FDA-approved drugs are required to list known side effects. Rebel researchers used text mining to catalog the side effects for all approved drugs, which we include in our hetnet. Side effects paint a high-level picture of a drug’s mechanism, regardless of whether the underlying molecular targets are known. One hypothesis is that drugs with similar side effects are likely to treat the same diseases. The (:Drug)-[:CAUSES]-(:SideEffect)-[:CAUSES]-(:Drug)-[:TREATS]-(:Disease) metapath looks for drugs that share side effects with a drug known to treat a disease.

Since approved drugs have abundant side effects, this feature is more complete than the previous two. All but one drug–disease pair has at least a single path. Several even have two paths. The top two DWPCs correspond to treatments, suggesting side effects can inform drug repurposing. The third ranked pair, Clonidine and glaucoma, is also a treatment although this knowledge wasn’t in our subnetwork. This illustrates the promise of our approach. Currently, many effective treatments are unknown, so the top ranking drug–disease pairs that are not current treatments are the ideal place to look for drug repurposing candidates.

Closing


We’ve computed features for three different path types in Cypher.
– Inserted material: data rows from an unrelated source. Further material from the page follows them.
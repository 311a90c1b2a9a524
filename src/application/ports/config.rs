//! Configuration port interface

use async_trait::async_trait;
use std::path::PathBuf;

use crate::domain::config::AppConfig;
use crate::domain::error::ConfigError;

/// Port for configuration storage
#[async_trait]
pub trait ConfigStore: Send + Sync {
    /// Load configuration. A missing file yields an empty config.
    async fn load(&self) -> Result<AppConfig, ConfigError>;

    async fn save(&self, config: &AppConfig) -> Result<(), ConfigError>;

    /// Get the configuration file path.
    fn path(&self) -> PathBuf;

    fn exists(&self) -> bool;

    /// Write a config file with defaults. Fails if one already exists.
    async fn init(&self) -> Result<(), ConfigError>;
}
//! Video blob value object

use std::fmt;

/// Supported video container MIME types
#[derive(Debug, Clone, Copy, PartialEq, Eq, Hash, Default)]
pub enum VideoMimeType {
    #[default]
    Webm,
    Matroska,
    Mp4,
}

impl VideoMimeType {
    /// Get the MIME type string
    pub const fn as_str(&self) -> &'static str {
        match self {
            Self::Webm => "video/webm",
            Self::Matroska => "video/x-matroska",
            Self::Mp4 => "video/mp4",
        }
    }

    /// Get the file extension
    pub const fn extension(&self) -> &'static str {
        match self {
            Self::Webm => "webm",
            Self::Matroska => "mkv",
            Self::Mp4 => "mp4",
        }
    }
}

impl fmt::Display for VideoMimeType {
    fn fmt(&self, f: &mut fmt::Formatter<'_>) -> fmt::Result {
        write!(f, "{}", self.as_str())
    }
}

/// A finished recording ready to be saved.
/// Contains the concatenated segment bytes and the container MIME type.
#[derive(Debug, Clone)]
pub struct VideoBlob {
    data: Vec<u8>,
    mime_type: VideoMimeType,
}

impl VideoBlob {
    pub fn new(data: Vec<u8>, mime_type: VideoMimeType) -> Self {
        Self { data, mime_type }
    }

    /// Get the raw bytes
    pub fn data(&self) -> &[u8] {
        &self.data
    }

    /// Consume and return the raw bytes
    pub fn into_data(self) -> Vec<u8> {
        self.data
    }

    pub fn mime_type(&self) -> VideoMimeType {
        self.mime_type
    }

    /// Get the size in bytes
    pub fn size_bytes(&self) -> usize {
        self.data.len()
    }

    /// Get human-readable size
    pub fn human_readable_size(&self) -> String {
        human_readable_size(self.size_bytes())
    }
}

/// Format a byte count as B / KB / MB
pub fn human_readable_size(bytes: usize) -> String {
    if bytes < 1024 {
        format!("{} B", bytes)
    } else if bytes < 1024 * 1024 {
        format!("{:.1} KB", bytes as f64 / 1024.0)
    } else {
        format!("{:.1} MB", bytes as f64 / (1024.0 * 1024.0))
    }
}
//! Display capture infrastructure module
//!
//! Provides window and monitor selection on X11. The selected region is
//! described as a single-track stream; pixels are grabbed by the recorder.

mod geometry;
mod stream;
mod x11;

pub use geometry::{parse_xwininfo, WindowGeometry};
pub use stream::{X11Stream, X11Track};
pub use x11::X11DisplaySource;
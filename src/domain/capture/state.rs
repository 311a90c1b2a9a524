//! Capture lifecycle state machine

use std::fmt;
use thiserror::Error;

/// Capture states
#[derive(Debug, Clone, Copy, PartialEq, Eq, Hash, Default)]
pub enum CaptureState {
    #[default]
    Idle,
    Capturing,
}

impl CaptureState {
    /// Get the string representation
    pub const fn as_str(&self) -> &'static str {
        match self {
            Self::Idle => "idle",
            Self::Capturing => "capturing",
        }
    }
}

impl fmt::Display for CaptureState {
    fn fmt(&self, f: &mut fmt::Formatter<'_>) -> fmt::Result {
        write!(f, "{}", self.as_str())
    }
}

/// Error when an invalid state transition is attempted
#[derive(Debug, Clone, Error)]
#[error("Invalid state transition: cannot {action} while in {current_state} state")]
pub struct InvalidStateTransition {
    pub current_state: CaptureState,
    pub action: String,
}

/// Capture lifecycle.
///
/// State machine:
///   IDLE -> CAPTURING (begin)
///   CAPTURING -> IDLE (end)
///   IDLE -> IDLE (end, no-op)
#[derive(Debug, Default)]
pub struct CaptureLifecycle {
    state: CaptureState,
    sessions_started: u64,
}

impl CaptureLifecycle {
    /// Create a new lifecycle in idle state
    pub fn new() -> Self {
        Self::default()
    }

    /// Get the current state
    pub fn state(&self) -> CaptureState {
        self.state
    }

    pub fn is_idle(&self) -> bool {
        self.state == CaptureState::Idle
    }

    pub fn is_capturing(&self) -> bool {
        self.state == CaptureState::Capturing
    }

    /// Number of sessions that have been started so far
    pub fn sessions_started(&self) -> u64 {
        self.sessions_started
    }

    /// Check that a new capture may begin without transitioning
    pub fn ensure_can_begin(&self) -> Result<(), InvalidStateTransition> {
        if self.state != CaptureState::Idle {
            return Err(InvalidStateTransition {
                current_state: self.state,
                action: "start capture".to_string(),
            });
        }
        Ok(())
    }

    /// Transition from IDLE to CAPTURING
    pub fn begin(&mut self) -> Result<(), InvalidStateTransition> {
        self.ensure_can_begin()?;
        self.state = CaptureState::Capturing;
        self.sessions_started += 1;
        Ok(())
    }

    /// Transition to IDLE from any state
    pub fn end(&mut self) {
        self.state = CaptureState::Idle;
    }

    /// Check that saving is allowed in the current state
    pub fn ensure_can_save(&self) -> Result<(), InvalidStateTransition> {
        if self.state != CaptureState::Idle {
            return Err(InvalidStateTransition {
                current_state: self.state,
                action: "save recording".to_string(),
            });
        }
        Ok(())
    }
}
In all three cases, paths were more prevalent between treatments than non-treatments. However, any individual path type was insufficient to separate all treatments from non-treatments. Thus the Jedi Knight uses the Force to combine information from many path types into a predictive classifier.

Weak alone are the features. Integrate and use the Force you must; the glue to bring diverse datasets together. Predict you will the probability that each drug treats each disease. But beware of the dark side. Relational databases and secrecy are the path to the dark side. Make open data and use neo4j you should.